MATERIAL PROVIDED section start
use reqwest::Client;
use serde::Deserialize;
use tracing::{debug, info};

use super::error::SpeedTestError;
use super::types::Endpoint;

const BASE_URL: &str = "https://fast.com";
const API_URL: &str = "https://api.fast.com/netflix/speedtest/v2";

#[derive(Debug, Deserialize)]
struct UrlListResponse {
    targets: Vec<Target>,
}

#[derive(Debug, Deserialize)]
struct Target {
    url: String,
}

/// Fetch `count` signed test-file URLs from the fast.com API.
///
/// The API token is not published anywhere stable; it is embedded in the
/// site's app bundle, so the page and the bundle are scraped first.
pub async fn fetch_endpoints(
    client: &Client,
    count: u32,
) -> Result<Vec<Endpoint>, SpeedTestError> {
    let token = fetch_token(client).await?;
    debug!("Using API token {token}");

    let url = format!("{API_URL}?https=true&token={token}&urlCount={count}");
    let body = client.get(&url).send().await?.text().await?;
    let response: UrlListResponse = serde_json::from_str(&body)?;

    let endpoints: Vec<Endpoint> = response.targets.into_iter().map(|t| t.url).collect();
    info!("Discovered {} download endpoints", endpoints.len());
    Ok(endpoints)
}

async fn fetch_token(client: &Client) -> Result<String, SpeedTestError> {
    let html = client.get(BASE_URL).send().await?.text().await?;
    let script = parse_script_name(&html)
        .ok_or_else(|| SpeedTestError::ScriptNotFound(BASE_URL.to_string()))?;

    let script_url = format!("{BASE_URL}/{script}");
    debug!("Fetching app bundle {script_url}");
    let bundle = client.get(&script_url).send().await?.text().await?;

    parse_token(&bundle)
        .map(str::to_string)
        .ok_or_else(|| SpeedTestError::TokenNotFound(script_url))
}

/// Locate the `app-<hash>.js` bundle reference in the landing page.
fn parse_script_name(html: &str) -> Option<&str> {
    let start = html.find("app-")?;
    let rest = &html[start..];
    let end = rest.find(".js")?;
    Some(&rest[..end + 3])
}

/// Extract the value of the `token:"…"` literal from the app bundle.
fn parse_token(bundle: &str) -> Option<&str> {
    let start = bundle.find("token:\"")? + "token:\"".len();
    let rest = &bundle[start..];
    let end = rest.find('"')?;
    Some(&rest[..end])
}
MATERIAL PROVIDED section end
Begin with the first line of the data above and, please, print each line exactly until you have printed the line containing "let response: UrlListResponse"; print nothing else.

use reqwest::Client;
use serde::Deserialize;
use tracing::{debug, info};

use super::error::SpeedTestError;
use super::types::Endpoint;

const BASE_URL: &str = "https://fast.com";
const API_URL: &str = "https://api.fast.com/netflix/speedtest/v2";

#[derive(Debug, Deserialize)]
struct UrlListResponse {
    targets: Vec<Target>,
}

#[derive(Debug, Deserialize)]
struct Target {
    url: String,
}

/// Fetch `count` signed test-file URLs from the fast.com API.
///
/// The API token is not published anywhere stable; it is embedded in the
/// site's app bundle, so the page and the bundle are scraped first.
pub async fn fetch_endpoints(
    client: &Client,
    count: u32,
) -> Result<Vec<Endpoint>, SpeedTestError> {
    let token = fetch_token(client).await?;
    debug!("Using API token {token}");

    let url = format!("{API_URL}?https=true&token={token}&urlCount={count}");
    let body = client.get(&url).send().await?.text().await?;
    let response: UrlListResponse = serde_json::from_str(&body)?;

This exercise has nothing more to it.